Adolescent depression is associated with a range of interpersonal adversities. We hypothesized that depressed adolescents are at subsequent increased risk of problems related to intimate relationships and childbearing in adulthood, and used longitudinal data to examine this.
A population-based investigation of depression in 16 to 17 year olds was followed up after 15 years, at around the age of 30 years. Comparisons were made between adolescents with depression (n = 361, 78% females) and non-depressed peers (n = 248, 77% females). Data from both national registers and personal interviews were used.

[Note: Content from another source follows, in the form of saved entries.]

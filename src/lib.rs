//! # bankbridge
//!
//! A mediation layer for an open-banking account information API. It owns
//! the three concerns callers should not have to re-implement per call:
//!
//! - **Credentials**: RS256-signed JWT access tokens, cached and refreshed
//!   ahead of expiry
//! - **Transport**: rate-limited HTTP with retry, backoff, and a closed
//!   error taxonomy
//! - **Sessions**: TTL-bounded records of which accounts an end-user
//!   authorized, optionally mirrored into Redis
//!
//! ## Quick Start
//!
//! ```rust,ignore
//! use bankbridge::config::CoreConfig;
//! use bankbridge::credentials::CredentialManager;
//! use bankbridge::http::Transport;
//! use bankbridge::ops::{AccountOperations, AuthOperations};
//! use bankbridge::session::SessionStore;
//! use bankbridge::Result;
//! use std::sync::Arc;
//!
//! #[tokio::main]
//! async fn main() -> Result<()> {
//!     let config = CoreConfig::default();
//!
//!     let credentials = Arc::new(CredentialManager::new(&config.api, config.credentials)?);
//!     let transport = Arc::new(Transport::new(&config.api, config.transport)?);
//!     let sessions = Arc::new(SessionStore::open(config.session).await);
//!     sessions.start();
//!
//!     let auth = AuthOperations::new(transport.clone(), credentials.clone(), sessions.clone());
//!     let info = auth.application_info().await?;
//!     println!("registered as {}", info.name);
//!
//!     sessions.shutdown().await;
//!     Ok(())
//! }
//! ```

#![warn(clippy::all)]
#![warn(clippy::pedantic)]
#![allow(clippy::module_name_repetitions)]
#![allow(clippy::missing_errors_doc)]
#![allow(clippy::missing_panics_doc)]
#![allow(clippy::doc_markdown)]

// ============================================================================
// Module declarations
// ============================================================================

/// Error taxonomy
pub mod error;

/// Component configuration records
pub mod config;

/// JWT credential management
pub mod credentials;

/// Rate-limited HTTP transport
pub mod http;

/// Authorization session storage
pub mod session;

/// Wire records for the remote API
pub mod api;

/// High-level API operations
pub mod ops;

// ============================================================================
// Re-exports
// ============================================================================

pub use error::{Error, Result};

pub use config::CoreConfig;
pub use credentials::CredentialManager;
pub use http::Transport;
pub use ops::{AccountOperations, AuthOperations};
pub use session::{Session, SessionStore};

/// Crate version
pub const VERSION: &str = env!("CARGO_PKG_VERSION");

/// Crate name
pub const NAME: &str = env!("CARGO_PKG_NAME");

At follow-up, the former depressed and non-depressed adolescents had become parents to a similar extent. The former depressed females were more likely than the non-depressed females to report abortion, miscarriage, intimate partner violence and sexually transmitted disease. They also reported a higher number of intimate relationships and were more likely to have divorced and to be registered as single mothers. Depressed females with a comorbid disruptive disorder had a particularly poor outcome. In the depressed females without a disruptive disorder, only those who subsequently had recurrent depressions in adulthood were at increased risk of poor outcome. There was no indication that the formerly depressed males were at increased risk of subsequent problems related to intimate relationships.
Females with adolescent depression subsequently have problems related to intimate relationships and childbearing. Disruptive disorders and recurrence of depression appear to be instrumental in this association. Attention should be given to intimate relationship problems and sexual and reproductive health issues in young women with depression.